**TASK ITEM:**
In the material below, how many lines include the string "Ordering"? Answer with the number and nothing else.

**AVAILABLE DATA:**
+ + + + +
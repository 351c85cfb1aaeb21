//! Legal move generation.
//!
//! A turn is one contiguous move: either a single step onto an empty
//! neighbour, or a chain of single jumps over occupied pivots. Both are
//! filtered by the seat's allowed directions; for a chain only the first hop
//! is constrained.

use std::collections::{BTreeSet, HashSet};

use super::occupancy::Occupancy;
use super::seats::SeatId;
use super::topology::{BoardTopology, CellId, Direction};
use crate::error::IllegalMoveReason;

/// Computes destinations from an occupancy snapshot.
#[derive(Debug, Clone, Copy)]
pub struct MoveGenerator<'a> {
    board: &'a BoardTopology,
}

impl<'a> MoveGenerator<'a> {
    pub fn new(board: &'a BoardTopology) -> Self {
        Self { board }
    }

    /// Every cell `seat` may move the piece on `from` to this turn.
    ///
    /// Empty when `from` is not held by `seat`.
    pub fn legal_destinations(
        &self,
        occupancy: &Occupancy,
        from: CellId,
        seat: SeatId,
    ) -> BTreeSet<CellId> {
        if occupancy.get(from) != Some(seat) {
            return BTreeSet::new();
        }
        let allowed = seat.allowed_directions();
        self.reachable(occupancy, from, |dir| allowed.contains(&dir))
    }

    /// Empty neighbours of `from`, ignoring direction rules.
    pub fn adjacent_empty(&self, occupancy: &Occupancy, from: CellId) -> BTreeSet<CellId> {
        self.board
            .adjacency(from)
            .into_iter()
            .filter(|(_, n)| occupancy.is_empty_cell(*n))
            .map(|(_, n)| n)
            .collect()
    }

    /// Transitive closure of single jumps from `from`, ignoring direction
    /// rules.
    pub fn jump_reachable(&self, occupancy: &Occupancy, from: CellId) -> BTreeSet<CellId> {
        let mut result = BTreeSet::new();
        for dir in Direction::ALL {
            self.expand_chain(occupancy, from, dir, &mut result);
        }
        result
    }

    /// Explain why `from -> to` is not a legal move for `seat`.
    pub fn check_move(
        &self,
        occupancy: &Occupancy,
        from: CellId,
        to: CellId,
        seat: SeatId,
    ) -> Result<(), IllegalMoveReason> {
        if occupancy.get(from) != Some(seat) {
            return Err(IllegalMoveReason::NotOwner);
        }
        if occupancy.is_occupied(to) {
            return Err(IllegalMoveReason::OccupiedDestination);
        }
        if self.legal_destinations(occupancy, from, seat).contains(&to) {
            return Ok(());
        }
        if self.adjacent_empty(occupancy, from).contains(&to)
            || self.jump_reachable(occupancy, from).contains(&to)
        {
            return Err(IllegalMoveReason::WrongDirection);
        }
        Err(IllegalMoveReason::Unreachable)
    }

    fn reachable(
        &self,
        occupancy: &Occupancy,
        from: CellId,
        first_hop_allowed: impl Fn(Direction) -> bool,
    ) -> BTreeSet<CellId> {
        let mut result = BTreeSet::new();

        for (dir, neighbor) in self.board.adjacency(from) {
            if first_hop_allowed(dir) && occupancy.is_empty_cell(neighbor) {
                result.insert(neighbor);
            }
        }

        for dir in Direction::ALL {
            if first_hop_allowed(dir) {
                self.expand_chain(occupancy, from, dir, &mut result);
            }
        }

        result
    }

    /// Follow every chain whose first hop leaves `from` in `first`.
    ///
    /// The moving piece is lifted off `from`: it is never a pivot, and
    /// `from` is marked visited so it is never a landing.
    fn expand_chain(
        &self,
        occupancy: &Occupancy,
        from: CellId,
        first: Direction,
        result: &mut BTreeSet<CellId>,
    ) {
        let is_open_jump = |cell: CellId, dir: Direction| {
            self.board.jump_landing(cell, dir).filter(|jump| {
                jump.pivot != from
                    && occupancy.is_occupied(jump.pivot)
                    && occupancy.is_empty_cell(jump.landing)
            })
        };

        let Some(first_jump) = is_open_jump(from, first) else {
            return;
        };

        let mut visited = HashSet::from([from, first_jump.landing]);
        let mut frontier = vec![first_jump.landing];
        result.insert(first_jump.landing);

        while let Some(cell) = frontier.pop() {
            for dir in Direction::ALL {
                if let Some(jump) = is_open_jump(cell, dir) {
                    if visited.insert(jump.landing) {
                        result.insert(jump.landing);
                        frontier.push(jump.landing);
                    }
                }
            }
        }
    }
}

#[cfg(test)]
mod tests {
    use super::*;
    use crate::board::SeatConfig;
    use pretty_assertions::assert_eq;

    const RED: SeatId = SeatId(0);
    const GREEN: SeatId = SeatId(2);

    fn at(board: &BoardTopology, row: i32, col: i32) -> CellId {
        board.lookup(row, col).unwrap()
    }

    fn cells(board: &BoardTopology, coords: &[(i32, i32)]) -> BTreeSet<CellId> {
        coords.iter().map(|&(r, c)| at(board, r, c)).collect()
    }

    fn place(board: &BoardTopology, occupancy: &mut Occupancy, seat: SeatId, coords: &[(i32, i32)]) {
        for &(r, c) in coords {
            occupancy.set(at(board, r, c), Some(seat));
        }
    }

    #[test]
    fn test_simple_steps_follow_direction_rules() {
        let board = BoardTopology::new();
        let moves = MoveGenerator::new(&board);
        let mut occupancy = Occupancy::empty();
        place(&board, &mut occupancy, RED, &[(8, 12)]);

        let dests = moves.legal_destinations(&occupancy, at(&board, 8, 12), RED);
        assert_eq!(dests, cells(&board, &[(9, 11), (9, 13), (8, 14), (8, 10)]));
    }

    #[test]
    fn test_single_jump() {
        let board = BoardTopology::new();
        let moves = MoveGenerator::new(&board);
        let mut occupancy = Occupancy::empty();
        place(&board, &mut occupancy, RED, &[(8, 12)]);
        place(&board, &mut occupancy, GREEN, &[(9, 13)]);

        let dests = moves.legal_destinations(&occupancy, at(&board, 8, 12), RED);
        assert!(dests.contains(&at(&board, 10, 14)));
        assert!(!dests.contains(&at(&board, 9, 13)));
        assert_eq!(dests.len(), 4);
    }

    #[test]
    fn test_chain_intermediate_hops_unconstrained() {
        let board = BoardTopology::new();
        let moves = MoveGenerator::new(&board);
        let mut occupancy = Occupancy::empty();
        place(&board, &mut occupancy, RED, &[(6, 12)]);
        place(&board, &mut occupancy, GREEN, &[(7, 13), (7, 15)]);

        // SE over (7,13) to (8,14), then NE over (7,15) to (6,16)
        let dests = moves.legal_destinations(&occupancy, at(&board, 6, 12), RED);
        assert_eq!(
            dests,
            cells(&board, &[(7, 11), (6, 14), (6, 10), (8, 14), (6, 16)])
        );
    }

    #[test]
    fn test_first_hop_direction_filtered() {
        let board = BoardTopology::new();
        let moves = MoveGenerator::new(&board);
        let mut occupancy = Occupancy::empty();
        place(&board, &mut occupancy, RED, &[(8, 12)]);
        place(&board, &mut occupancy, GREEN, &[(7, 11)]);

        let from = at(&board, 8, 12);
        let backwards = at(&board, 6, 10);
        assert!(!moves.legal_destinations(&occupancy, from, RED).contains(&backwards));
        assert!(moves.jump_reachable(&occupancy, from).contains(&backwards));
        assert_eq!(
            moves.check_move(&occupancy, from, backwards, RED),
            Err(IllegalMoveReason::WrongDirection)
        );
    }

    #[test]
    fn test_surrounded_piece_terminates() {
        let board = BoardTopology::new();
        let moves = MoveGenerator::new(&board);
        let mut occupancy = Occupancy::empty();
        place(&board, &mut occupancy, RED, &[(8, 12)]);
        place(
            &board,
            &mut occupancy,
            GREEN,
            &[(8, 14), (7, 13), (7, 11), (8, 10), (9, 11), (9, 13)],
        );

        let from = at(&board, 8, 12);
        let first = moves.legal_destinations(&occupancy, from, RED);
        assert_eq!(first, cells(&board, &[(10, 10), (10, 14), (8, 16), (8, 8)]));

        // Deterministic on repeat
        assert_eq!(moves.legal_destinations(&occupancy, from, RED), first);
    }

    #[test]
    fn test_not_owner_or_empty_origin() {
        let board = BoardTopology::new();
        let moves = MoveGenerator::new(&board);
        let mut occupancy = Occupancy::empty();
        place(&board, &mut occupancy, GREEN, &[(8, 12)]);

        let from = at(&board, 8, 12);
        assert!(moves.legal_destinations(&occupancy, from, RED).is_empty());
        assert!(moves
            .legal_destinations(&occupancy, at(&board, 8, 14), RED)
            .is_empty());
        assert_eq!(
            moves.check_move(&occupancy, from, at(&board, 9, 11), RED),
            Err(IllegalMoveReason::NotOwner)
        );
    }

    #[test]
    fn test_check_move_reasons() {
        let board = BoardTopology::new();
        let moves = MoveGenerator::new(&board);
        let mut occupancy = Occupancy::empty();
        place(&board, &mut occupancy, RED, &[(8, 12)]);
        place(&board, &mut occupancy, GREEN, &[(9, 13)]);
        let from = at(&board, 8, 12);

        assert_eq!(moves.check_move(&occupancy, from, at(&board, 9, 11), RED), Ok(()));
        assert_eq!(
            moves.check_move(&occupancy, from, at(&board, 9, 13), RED),
            Err(IllegalMoveReason::OccupiedDestination)
        );
        assert_eq!(
            moves.check_move(&occupancy, from, at(&board, 7, 11), RED),
            Err(IllegalMoveReason::WrongDirection)
        );
        assert_eq!(
            moves.check_move(&occupancy, from, at(&board, 12, 12), RED),
            Err(IllegalMoveReason::Unreachable)
        );
    }

    #[test]
    fn test_destinations_never_origin_or_occupied() {
        let board = BoardTopology::new();
        let moves = MoveGenerator::new(&board);
        let config = SeatConfig::for_players(&board, 6).unwrap();
        let occupancy = Occupancy::initial(&config);

        for seat in config.seats() {
            for from in &seat.home_cells {
                let dests = moves.legal_destinations(&occupancy, *from, seat.seat);
                assert!(!dests.contains(from));
                for to in &dests {
                    assert!(occupancy.is_empty_cell(*to));
                    assert_eq!(moves.check_move(&occupancy, *from, *to, seat.seat), Ok(()));
                }
                assert_eq!(moves.legal_destinations(&occupancy, *from, seat.seat), dests);
            }
        }
    }

    #[test]
    fn test_opening_moves_exist() {
        let board = BoardTopology::new();
        let moves = MoveGenerator::new(&board);
        let config = SeatConfig::for_players(&board, 2).unwrap();
        let occupancy = Occupancy::initial(&config);

        // Front row of the top arm can step into the core
        let front = at(&board, 3, 9);
        let dests = moves.legal_destinations(&occupancy, front, RED);
        assert_eq!(dests, cells(&board, &[(4, 8), (4, 10)]));

        // Second row can jump over the front row
        let second = at(&board, 2, 10);
        let dests = moves.legal_destinations(&occupancy, second, RED);
        assert_eq!(dests, cells(&board, &[(4, 8), (4, 12)]));
    }
}
//! Game session state.
//!
//! A `GameSession` owns one board occupancy, its roster, the drawn turn order
//! and the turn pointer. It is the only thing that mutates game state.

use std::cmp::Ordering;
use std::collections::BTreeSet;
use std::sync::Arc;

use tracing::{debug, info};

use super::connection::ConnectionId;
use super::phase::{InvalidTransition, PhaseEvent, SessionPhase};
use super::roster::{Participant, Roster};
use crate::board::{BoardTopology, CellId, MoveGenerator, Occupancy, SeatConfig, SeatId};
use crate::dice::DieRoller;
use crate::error::GameError;

/// Result of a successful join.
#[derive(Debug, Clone)]
pub struct JoinOutcome {
    pub seat: SeatId,
    /// The join completed the roster and the session moved to `RollingOrder`
    pub roster_filled: bool,
}

/// Result of a successful move.
#[derive(Debug, Clone, PartialEq, Eq)]
pub struct MoveOutcome {
    pub seat: SeatId,
    pub from: CellId,
    pub to: CellId,
    /// Set when the move won the game
    pub winner: Option<SeatId>,
    /// Seat to move next, unless the game just finished
    pub next_seat: Option<SeatId>,
}

/// One entry of the drawn turn order.
#[derive(Debug, Clone, PartialEq, Eq)]
pub struct OrderEntry {
    pub seat: SeatId,
    pub nickname: String,
    pub die_value: u8,
}

/// Game session state.
#[derive(Debug, Clone)]
pub struct GameSession {
    /// Unique session ID
    pub id: String,

    /// Current phase
    pub phase: SessionPhase,

    board: Arc<BoardTopology>,

    config: SeatConfig,

    roster: Roster,

    /// Active seats in turn order, fixed once drawn
    seat_order: Vec<SeatId>,

    /// Index into `seat_order`
    current_turn_index: usize,

    occupancy: Occupancy,

    /// Winning seat once finished
    pub winner: Option<SeatId>,

    /// Successful moves applied
    pub move_count: u32,

    /// When session was created
    pub created_at: chrono::DateTime<chrono::Utc>,

    /// When session entered `Playing`
    pub started_at: Option<chrono::DateTime<chrono::Utc>>,

    /// When session finished
    pub finished_at: Option<chrono::DateTime<chrono::Utc>>,
}

impl GameSession {
    /// Create a forming session for `player_count` players.
    pub fn new(
        id: String,
        player_count: usize,
        board: Arc<BoardTopology>,
        host_nickname: Option<String>,
    ) -> Result<Self, GameError> {
        let config = SeatConfig::for_players(&board, player_count)?;
        let seats: Vec<SeatId> = config.seats().iter().map(|s| s.seat).collect();
        let occupancy = Occupancy::initial(&config);

        Ok(Self {
            id,
            phase: SessionPhase::Forming,
            board,
            roster: Roster::new(&seats, host_nickname),
            config,
            seat_order: Vec::new(),
            current_turn_index: 0,
            occupancy,
            winner: None,
            move_count: 0,
            created_at: chrono::Utc::now(),
            started_at: None,
            finished_at: None,
        })
    }

    pub fn player_count(&self) -> usize {
        self.config.player_count
    }

    pub fn config(&self) -> &SeatConfig {
        &self.config
    }

    pub fn board(&self) -> &BoardTopology {
        &self.board
    }

    pub fn roster(&self) -> &Roster {
        &self.roster
    }

    pub fn occupancy(&self) -> &Occupancy {
        &self.occupancy
    }

    pub fn seat_order(&self) -> &[SeatId] {
        &self.seat_order
    }

    pub fn current_turn_index(&self) -> usize {
        self.current_turn_index
    }

    /// Seat whose turn it is, once the order is drawn.
    pub fn current_seat(&self) -> Option<SeatId> {
        self.seat_order.get(self.current_turn_index).copied()
    }

    /// Seat held by a connection.
    pub fn seat_of(&self, connection_id: ConnectionId) -> Option<SeatId> {
        self.roster.get_member(connection_id).map(|m| m.seat)
    }

    /// Add a participant during `Forming`.
    pub fn join(
        &mut self,
        connection_id: ConnectionId,
        nickname: String,
    ) -> Result<JoinOutcome, GameError> {
        if !self.phase.accepts_joins() {
            return Err(GameError::SessionFull);
        }

        let seat = self.roster.add_member(connection_id, nickname)?.seat;

        let roster_filled = self.roster.is_full();
        if roster_filled {
            self.phase.apply_mut(PhaseEvent::RosterFilled)?;
            info!(session = %self.id, "roster filled");
        }

        Ok(JoinOutcome {
            seat,
            roster_filled,
        })
    }

    /// Remove a participant. Board and turn state are left untouched.
    pub fn leave(&mut self, connection_id: ConnectionId) -> Option<Participant> {
        self.roster.remove_member(connection_id)
    }

    /// Draw the turn order: highest die first, ties by nickname ascending.
    ///
    /// The order is drawn once and reused for the rest of the session.
    pub fn roll_order(&mut self, die: &dyn DieRoller) -> Result<Vec<OrderEntry>, GameError> {
        if self.phase != SessionPhase::RollingOrder || !self.seat_order.is_empty() {
            return Err(InvalidTransition {
                from: self.phase,
                event: PhaseEvent::RosterFilled,
                reason: "Turn order is drawn once, on a filled roster",
            }
            .into());
        }

        let mut entries: Vec<OrderEntry> = self
            .roster
            .members_mut()
            .map(|m| {
                let value = die.roll();
                m.die_value = Some(value);
                OrderEntry {
                    seat: m.seat,
                    nickname: m.nickname.clone(),
                    die_value: value,
                }
            })
            .collect();
        entries.sort_by(compare_order);

        self.seat_order = entries.iter().map(|e| e.seat).collect();
        self.current_turn_index = 0;
        info!(session = %self.id, order = ?self.seat_order, "turn order drawn");

        Ok(entries)
    }

    /// Mark a participant ready and start play when every guest is ready.
    ///
    /// Returns `true` if this call moved the session to `Playing`.
    pub fn mark_ready(&mut self, connection_id: ConnectionId) -> Result<bool, GameError> {
        self.roster.set_ready(connection_id, true)?;
        self.try_start()
    }

    /// Enter `Playing` if the order is drawn and every non-host is ready.
    pub fn try_start(&mut self) -> Result<bool, GameError> {
        if self.phase != SessionPhase::RollingOrder
            || self.seat_order.is_empty()
            || !self.roster.guests_ready()
        {
            return Ok(false);
        }

        self.phase.apply_mut(PhaseEvent::AllReady)?;
        self.started_at = Some(chrono::Utc::now());
        info!(session = %self.id, "session started");
        Ok(true)
    }

    /// Legal destinations for the piece on `from`, for `seat`.
    pub fn legal_destinations(&self, seat: SeatId, from: CellId) -> BTreeSet<CellId> {
        MoveGenerator::new(&self.board).legal_destinations(&self.occupancy, from, seat)
    }

    /// Apply a move. The only mutator of the board.
    pub fn apply_move(
        &mut self,
        seat: SeatId,
        from: CellId,
        to: CellId,
    ) -> Result<MoveOutcome, GameError> {
        if !self.phase.is_playing() {
            return Err(GameError::NotPlaying);
        }
        if self.current_seat() != Some(seat) {
            return Err(GameError::NotYourTurn);
        }

        MoveGenerator::new(&self.board).check_move(&self.occupancy, from, to, seat)?;

        self.occupancy.relocate(from, to);
        self.move_count += 1;
        debug!(session = %self.id, %seat, %from, %to, "move applied");

        if self.check_win(seat) {
            self.phase.apply_mut(PhaseEvent::Won)?;
            self.winner = Some(seat);
            self.finished_at = Some(chrono::Utc::now());
            info!(session = %self.id, winner = %seat, moves = self.move_count, "session finished");
            return Ok(MoveOutcome {
                seat,
                from,
                to,
                winner: Some(seat),
                next_seat: None,
            });
        }

        self.advance_turn();
        Ok(MoveOutcome {
            seat,
            from,
            to,
            winner: None,
            next_seat: self.current_seat(),
        })
    }

    /// Check if `seat` holds every cell of its target arm.
    pub fn check_win(&self, seat: SeatId) -> bool {
        self.config.get(seat).is_some_and(|desc| {
            desc.target_cells
                .iter()
                .all(|cell| self.occupancy.get(*cell) == Some(seat))
        })
    }

    fn advance_turn(&mut self) {
        if !self.seat_order.is_empty() {
            self.current_turn_index = (self.current_turn_index + 1) % self.seat_order.len();
        }
    }

    /// Convert full session state to a JSON snapshot.
    pub fn to_json(&self) -> serde_json::Value {
        serde_json::json!({
            "sessionId": self.id,
            "playerCount": self.player_count(),
            "phase": self.phase.as_str(),
            "players": self.roster.to_json(),
            "seatOrder": self.seat_order,
            "currentSeat": self.current_seat(),
            "occupancy": self.occupancy,
            "winnerSeat": self.winner,
            "moveCount": self.move_count
        })
    }

    #[cfg(test)]
    pub(crate) fn set_occupancy(&mut self, occupancy: Occupancy) {
        self.occupancy = occupancy;
    }
}

fn compare_order(a: &OrderEntry, b: &OrderEntry) -> Ordering {
    b.die_value
        .cmp(&a.die_value)
        .then_with(|| a.nickname.cmp(&b.nickname))
}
+ + + + +
**RESULT OF THE EXERCISE:**
2